The Seventh Circuit has held that actions for personal liability turn on the "objective legal reasonableness of the action, assessed in light of the legal rules that were clearly established at the time it was taken." Vallas, 256 F.3d at 672 (quotations omitted). To be "clearly established," Vallas articulated, "the contours of a right must be sufficiently clear that a reasonable official would understand that what he or she is doing violates that right." Id.; see Anderson v. Creighton, 483 U.S. 635, 640, 107 S.Ct. 3034 (1987).
When evaluating a claim of qualified immunity, the Seventh Circuit counsels a court to "first determine whether the plaintiff has alleged the deprivation of an actual constitutional right at all, and if so, proceed to determine whether that right was clearly established at the time of the alleged violation." Vallas, 256 F.3d at 672.
Above, the court has concluded that Levenstein has demonstrated sufficient evidence to survive summary judgment on his two constitutional claims: the procedural due process claim and the equal protection claim. However, Levenstein completely fails to support his argument that any of the individual defendants should have known that they were allegedly abridging his constitutional rights.

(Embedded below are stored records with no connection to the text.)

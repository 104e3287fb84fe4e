//! Error types for the registration engine

use std::io;
use std::path::PathBuf;
use std::time::Duration;
use thiserror::Error;

pub type RegistryResult<T> = Result<T, RegistryError>;

/// Errors produced while resolving, reconciling or persisting a registration
#[derive(Debug, Error)]
pub enum RegistryError {
    #[error("invalid token")]
    InvalidToken,

    #[error("invalid subdomain provided: {0:?}")]
    InvalidSubdomain(String),

    #[error("invalid scheme provided: {0:?}")]
    InvalidScheme(String),

    #[error("invalid public key provided")]
    InvalidPublicKey,

    #[error("subdomain already registered: {subdomain}")]
    SubdomainConflict {
        subdomain: String,
        /// Port currently holding the subdomain
        port: u16,
    },

    #[error("registration carries a {got} credential but this relay expects a {expected}")]
    CredentialMismatch {
        expected: &'static str,
        got: &'static str,
    },

    #[error("timed out after {}s waiting for lock {}", .waited.as_secs(), .path.display())]
    LockTimeout { path: PathBuf, waited: Duration },

    #[error("{context}: {source}")]
    Io {
        context: String,
        #[source]
        source: io::Error,
    },

    #[error("agent registry {} is not a valid document: {source}", .path.display())]
    AgentDocument {
        path: PathBuf,
        #[source]
        source: serde_yaml::Error,
    },
}

impl RegistryError {
    pub(crate) fn io(context: impl Into<String>, source: io::Error) -> Self {
        Self::Io {
            context: context.into(),
            source,
        }
    }
}

/// A failed registration
///
/// Site files purged by the scan (or a stale binding already removed) stay
/// deleted, so `removed > 0` means the reverse proxy still has to reload.
#[derive(Debug, Error)]
#[error("{error}")]
pub struct RegisterFailure {
    #[source]
    pub error: RegistryError,
    pub removed: usize,
}

impl From<RegistryError> for RegisterFailure {
    fn from(error: RegistryError) -> Self {
        Self { error, removed: 0 }
    }
}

Instead, he cites to the Seventh Circuit's opinion which reviewed his case for the sufficiency of the pleadings under Fed.R.Civ.P. 12. He argues that "until all genuine issues of material fact are resolved at trial," the Seventh Circuit's ruling bars a finding of qualified immunity. This argument flies in the face of the purpose of summary judgment. Even the portion of the Seventh Circuit's opinion he quotes in his response brief includes the following: "We decided today only that, for the purposes of the motion for failure to state a claim, the district court properly denied the University defendants' claim of qualified immunity . . ." Levenstein, 164 F.3d at 353. At the summary judgment phase, Levenstein is required to support his arguments with evidence, including a response to the defense of qualified immunity. For these reasons, the defendants' motion is granted on this issue in favor of the individual defendants.
CONCLUSION
For the foregoing reasons, the defendants' motion for summary judgment is GRANTED in part and DENIED in part. The motion is GRANTED for the individual defendants and against Levenstein. However, defendants' motion is DENIED with respect to Levenstein's constitutional claims. IT IS SO ORDERED.